Once again, an unorthodox approach seems to have paid off. Husbandry staff attempted to trim Merlin’s beak several months ago, but the crack wasn’t healing properly, necessitating the house call by Dr. Minges. This time, the repair appears to be working.
With the imminent onset of breeding season, husbandry staff will continue to monitor Merlin to ensure the beak repair isn’t affected by territorial squabbling between birds, but so far, he seems to be doing just fine, says Senior Aviculturist Loribeth Lee.
“Right now, the Macaronis are eating more to put on some extra pounds, and that is what Merlin is doing,” she says. “It is so nice to see him eating 30 or 40 fish a day on his own without us having to help him get it in his mouth.”

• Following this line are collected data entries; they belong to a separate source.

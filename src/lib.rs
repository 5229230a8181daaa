//! Hammer: a small 2D game framework that renders in software.
//!
//! The framework owns the frame loop contract (`app`), memory (`memory`),
//! input snapshots (`input`), 2D math and ray casts (`math`, `geometry`) and
//! a rasterizer that writes straight into an RGBA framebuffer (`display`).
//! A game implements `app::Game`; the `shooter` module is the sample game.
//! The SDL2 window shell lives behind the `sdl` feature.

#![cfg_attr(test, allow(clippy::unwrap_used, clippy::expect_used))]

pub mod app;
pub mod config;
pub mod display;
pub mod geometry;
pub mod input;
pub mod math;
pub mod memory;
pub mod shooter;
pub mod texture;

pub use app::{App, AppError, Game};
pub use config::Config;
pub use memory::GameMemory;
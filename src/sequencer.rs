//! Precedence-constrained greedy route sequencing.

use std::collections::{HashMap, HashSet};

use crate::matrix::DistanceMatrix;
use crate::traits::Id;
use crate::waypoint::{Waypoint, WaypointKind};

/// Computes a visiting order over all waypoints: a permutation of
/// `0..waypoints.len()` in which every Delivery follows its store's Pickup.
///
/// The route is seeded with every Pickup in input order, so all stores are
/// reachable before the first delivery rather than optimizing store-visit
/// order itself. Deliveries are then appended nearest-first from the last
/// visited stop, restricted to those whose Pickup is already in the route;
/// ties break to the lowest waypoint index. When no delivery is eligible
/// (its store had no Pickup waypoint at all), the raw nearest unvisited
/// delivery is appended regardless of precedence.
///
/// Deterministic for a given waypoint list and matrix. The matrix must be
/// square with side `waypoints.len()`; mismatched dimensions panic through
/// indexing rather than producing a corrupt partial route.
pub fn sequence<OrderId, StoreId>(
    waypoints: &[Waypoint<OrderId, StoreId>],
    matrix: &DistanceMatrix,
) -> Vec<usize>
where
    StoreId: Id,
{
    let pickup_index: HashMap<&StoreId, usize> = waypoints
        .iter()
        .enumerate()
        .filter(|(_, wp)| wp.kind == WaypointKind::Pickup)
        .map(|(i, wp)| (&wp.store_id, i))
        .collect();

    let mut route: Vec<usize> = waypoints
        .iter()
        .enumerate()
        .filter(|(_, wp)| wp.kind == WaypointKind::Pickup)
        .map(|(i, _)| i)
        .collect();
    let mut in_route: HashSet<usize> = route.iter().copied().collect();

    let mut unvisited: Vec<usize> = waypoints
        .iter()
        .enumerate()
        .filter(|(_, wp)| wp.kind == WaypointKind::Delivery)
        .map(|(i, _)| i)
        .collect();

    while !unvisited.is_empty() {
        if route.is_empty() {
            // No pickups at all: start from the first delivery.
            let first = unvisited.remove(0);
            in_route.insert(first);
            route.push(first);
            continue;
        }
        let last = route[route.len() - 1];

        let eligible = |index: usize| {
            pickup_index
                .get(&waypoints[index].store_id)
                .is_some_and(|pickup| in_route.contains(pickup))
        };

        let next = nearest(&unvisited, last, matrix, &eligible)
            .unwrap_or_else(|| {
                // Precedence cannot be satisfied for any remaining delivery;
                // fall back to raw nearest-neighbor.
                nearest_unchecked(&unvisited, last, matrix)
            });

        unvisited.retain(|&i| i != next);
        in_route.insert(next);
        route.push(next);
    }

    route
}

/// Nearest candidate satisfying `eligible`, ties going to the first (lowest
/// index) candidate encountered.
fn nearest<F>(candidates: &[usize], from: usize, matrix: &DistanceMatrix, eligible: &F) -> Option<usize>
where
    F: Fn(usize) -> bool,
{
    let mut best: Option<(usize, f64)> = None;
    for &index in candidates {
        if !eligible(index) {
            continue;
        }
        let distance = matrix.between(from, index);
        match best {
            Some((_, best_distance)) if best_distance <= distance => {}
            _ => best = Some((index, distance)),
        }
    }
    best.map(|(index, _)| index)
}

fn nearest_unchecked(candidates: &[usize], from: usize, matrix: &DistanceMatrix) -> usize {
    // Callers only reach this with candidates remaining.
    let mut best = candidates[0];
    let mut best_distance = matrix.between(from, best);
    for &index in &candidates[1..] {
        let distance = matrix.between(from, index);
        if distance < best_distance {
            best = index;
            best_distance = distance;
        }
    }
    best
}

Merlin’s beak repair was a first for the Aquarium, but it may not be the last. Macaroni Penguin beaks continue to grow their entire lives, and consequently, they sometimes can become too large or twist, which can lead to cracks. At 20 years old, Merlin is one of the oldest Macaronis in Penguins’ Rock, but four others — Noodle, Shamrock, Chaos and Hercules — are more than 15 years old and could experience similar problems as they age.
In 1983, SeaWorld became the first animal care institution to exhibit penguins in the United States. With the oldest population of these amazing birds in human care, they are widely regarded as the leading experts in caring for geriatric penguins.
When she visited SeaWorld San Diego in late 2017, Senior Aviculturist Loribeth Lee met with their penguin staff to glean insights about the kinds of issues the Aquarium could begin seeing as the birds of Penguins’ Rock begin to enter their twilight years. Thanks to the connections Lee made during that trip, when Merlin began experiencing issues, she was able to consult with Linda Henry, SeaWorld San Diego’s Supervisor of Birds, who quickly identified a cracked beak as the likely culprit.
“Networking is important in this field, and she was more than eager to help out,” Lee says. “Since their veterinarian and staff have dealt with cracked beaks a lot, they were an amazing resource to have when we needed advice.”